Diante da polêmica sobre o papel das Forças Armadas num regime
democrático, o que deve um presidente de origem civil fazer com a questão
militar? Esse é o tema sobre o qual se debruça o cientista político da Fundação
Getulio Vargas do Rio Octavio Amorim Neto, num artigo para o boletim do
Instituto Brasileiro de Economia (Ibre). Ele leva em conta o pós-Bolsonaro,
seja com a impugnação da chapa Bolsonaro-Mourão pelo TSE, ou com a derrota de
Bolsonaro, ou Mourão ( em caso de impeachment) em 2022.
Como até hoje não houve força política para retirar da
definição do papel das Forças Armadas a responsabilidade pelas “garantias dos
poderes constitucionais”, como sugere o historiador José Murilo de Carvalho, da
Academia Brasileira de Letras, Octavio Amorim Neto vislumbra outras
possibilidades “de mais rápida e fácil implementação, todas tendo como norte a
retirada dos militares da arena política e o reforço da orientação das Forças
Armadas para atividades relacionadas à defesa nacional”.

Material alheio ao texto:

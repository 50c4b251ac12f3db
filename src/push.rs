//! `PushIntake` (§4.8, C8): validates incoming push notifications, updates
//! the replica's sync token, and marks watchers dirty with a bounded random
//! delay to avoid thundering-herd refresh storms across many provider
//! instances reacting to the same notification.

use crate::error::{Error, Result};
use crate::replica_registry::ReplicaRegistry;
use crate::watcher_set::WatcherSet;
use rand::Rng;
use serde::Deserialize;
use std::time::{Duration, Instant};
use tracing::{info, warn};

const DEFAULT_MAX_DELAY: Duration = Duration::from_secs(30);

#[derive(Debug, Clone, Deserialize)]
pub struct PushNotification {
    pub sync_token: String,
    pub event_type: String,
    pub resource_uri: String,
    #[serde(default)]
    pub max_delay: Option<Duration>,
}

impl PushNotification {
    fn validate(&self) -> Result<()> {
        if self.sync_token.is_empty() || self.event_type.is_empty() || self.resource_uri.is_empty() {
            return Err(Error::InvalidConfig("push notification missing a required field".into()));
        }
        Ok(())
    }
}

pub struct PushIntake<'a> {
    registry: &'a ReplicaRegistry,
    watchers: &'a WatcherSet,
}

impl<'a> PushIntake<'a> {
    #[must_use]
    pub fn new(registry: &'a ReplicaRegistry, watchers: &'a WatcherSet) -> Self {
        Self { registry, watchers }
    }

    /// §7 category 7: malformed notifications fail fast to the caller.
    pub async fn process(&self, notification: &PushNotification, rng: &mut impl Rng) -> Result<()> {
        notification.validate()?;

        if !self.registry.update_sync_token(&notification.resource_uri, notification.sync_token.clone()).await {
            warn!(endpoint = notification.resource_uri, "push notification from unknown replica, ignoring");
            return Ok(());
        }

        let max_delay = notification.max_delay.unwrap_or(DEFAULT_MAX_DELAY);
        let jitter = if max_delay.is_zero() { Duration::ZERO } else { rng.gen_range(Duration::ZERO..=max_delay) };
        let due_at = Instant::now() + jitter;

        info!(endpoint = notification.resource_uri, delay_ms = jitter.as_millis(), "push notification accelerated next refresh");
        self.watchers.mark_all_due(due_at).await;

        Ok(())
    }
}

#[cfg(test)]
mod tests {
    use super::*;
    use crate::backoff::BackoffSchedule;
    use crate::model::Watcher;
    use rand::rngs::mock::StepRng;

    fn notification(uri: &str) -> PushNotification {
        PushNotification {
            sync_token: "tok".into(),
            event_type: "Modified".into(),
            resource_uri: uri.into(),
            max_delay: Some(Duration::ZERO),
        }
    }

    #[tokio::test]
    async fn missing_field_fails_fast() {
        let registry = ReplicaRegistry::new(vec!["r1".into()], BackoffSchedule::default());
        let watchers = WatcherSet::new(vec![], vec![]);
        let intake = PushIntake::new(&registry, &watchers);
        let mut rng = StepRng::new(0, 1);

        let mut bad = notification("r1");
        bad.sync_token = String::new();
        let result = intake.process(&bad, &mut rng).await;
        assert!(matches!(result, Err(Error::InvalidConfig(_))));
    }

    #[tokio::test]
    async fn unknown_endpoint_does_not_mutate_watchers() {
        let registry = ReplicaRegistry::new(vec!["r1".into()], BackoffSchedule::default());
        let future = Instant::now() + Duration::from_secs(1000);
        let mut w = Watcher::new("k".into(), None, Duration::from_secs(30), false);
        w.next_due_at = future;
        let watchers = WatcherSet::new(vec![w], vec![]);
        let intake = PushIntake::new(&registry, &watchers);
        let mut rng = StepRng::new(0, 1);

        intake.process(&notification("unknown"), &mut rng).await.unwrap();

        assert!(watchers.expired_watchers(Instant::now()).await.is_empty());
    }

    #[tokio::test]
    async fn known_endpoint_accelerates_all_watchers() {
        let registry = ReplicaRegistry::new(vec!["r1".into()], BackoffSchedule::default());
        let future = Instant::now() + Duration::from_secs(1000);
        let mut w = Watcher::new("k".into(), None, Duration::from_secs(30), false);
        w.next_due_at = future;
        let watchers = WatcherSet::new(vec![w], vec![]);
        let intake = PushIntake::new(&registry, &watchers);
        let mut rng = StepRng::new(0, 1);

        intake.process(&notification("r1"), &mut rng).await.unwrap();

        assert_eq!(watchers.expired_watchers(Instant::now()).await.len(), 1);
        assert_eq!(registry.all_replicas().await[0].sync_token, Some("tok".to_string()));
    }
}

O cientista político lembra que na Estratégia Nacional de
Defesa havia a promessa de realizar “estudos sobre a criação de quadro de
especialistas civis em Defesa, em complementação às carreiras existentes na
administração civil e militar, de forma a constituir-se numa força de trabalho
capaz de atuar na gestão de políticas públicas de defesa, em programas e
projetos da área de defesa, bem como na interação com órgãos governamentais e a
sociedade, integrando os pontos de vista político e técnico”.
Passados doze anos, o país dos concursos públicos ainda não
conseguiu realizar o concurso para o quadro de especialistas civis em Defesa,
critica Octavio Amorim Neto, que no longo prazo, “permitiriam democratizar as
relações civis- militares em seu ponto nevrálgico, o Ministério da Defesa”.
Haverá certamente, admite Octavio Amorim Neto, muita
resistência ao quadro de especialistas civis por parte das Forças Armadas, “uma
vez que o Ministério da Defesa deixará de ser quase que completamente mobiliado
por oficiais da Marinha, Exército e Força Aérea, tal qual se verifica hoje”.
Para aplacar essa resistência, o cientista político da FGV-Rio diz que um novo
presidente de origem civil não deverá contingenciar o orçamento de investimento
da Defesa, “de modo que as Forças Armadas possam ter a garantia de que
conseguirão concluir seus principais projetos dentro dos prazos planejados”:
aquisição de caças pela FAB – Projeto FX-2; programas de desenvolvimento de
submarinos e o programa nuclear da Marinha – Pro-sub e PNM; despesas com a
aquisição de cargueiros táticos de 10 a 20 toneladas e o programa de
desenvolvimento de cargueiro tático de 10 a 20 toneladas – Projetos KC e KC-X;
despesas com o programa de implantação do sistema de defesa estratégico –
Astros 2020; despesa com a aquisição de blindados Guarani pelo Exército; e as
referentes à implantação do Sistema Integrado de Monitoramento de Fronteiras –
Sisfron.
“Será uma conta salgada, sobretudo para um país que estará
em profunda crise econômica e social, mas pagá-la é condição necessária para
que a Forças Armadas possam se concentrar em suas funções precípuas”, ressalta
Amorim Neto, que recorda uma afirmação recente de Raul Jungmann, ex-ministro da
Defesa, segundo quem cabe ao poder político definir a Política Nacional e a
Estratégia Nacional de Defesa, os objetivos, estrutura e meios das nossas
Forças Armadas.
Mas, ressaltou Jungmann, “o poder político, não o faz, se
aliena. A Política e Estratégia vigentes, elaboradas em 2016 quando era
Ministro da Defesa, foram votadas na Câmara e no Senado sem audiências
públicas, sem emendas, debates e por órgãos governamentais e a sociedade,
integrando os pontos de vista político e voto simbólico”.
Octavio Amorim Neto afirma em seu trabalho que os líderes do Congresso deverão imprimir plena chancela parlamentar ao emprego das Forças Armadas em atividades intimamente relacionadas à defesa nacional. Para ele, “é absolutamente vital” que as lideranças democráticas do país comecem a pensar seriamente sobre a questão militar no pós-Bolsonaro, sob pena de termos que conviver com os fantasmas do pretorianismo por um longo tempo. “É ingenuidade ou desconhecimento da história achar que o encerramento dos mandatos de Bolsonaro e Mourão resolverá o problema”.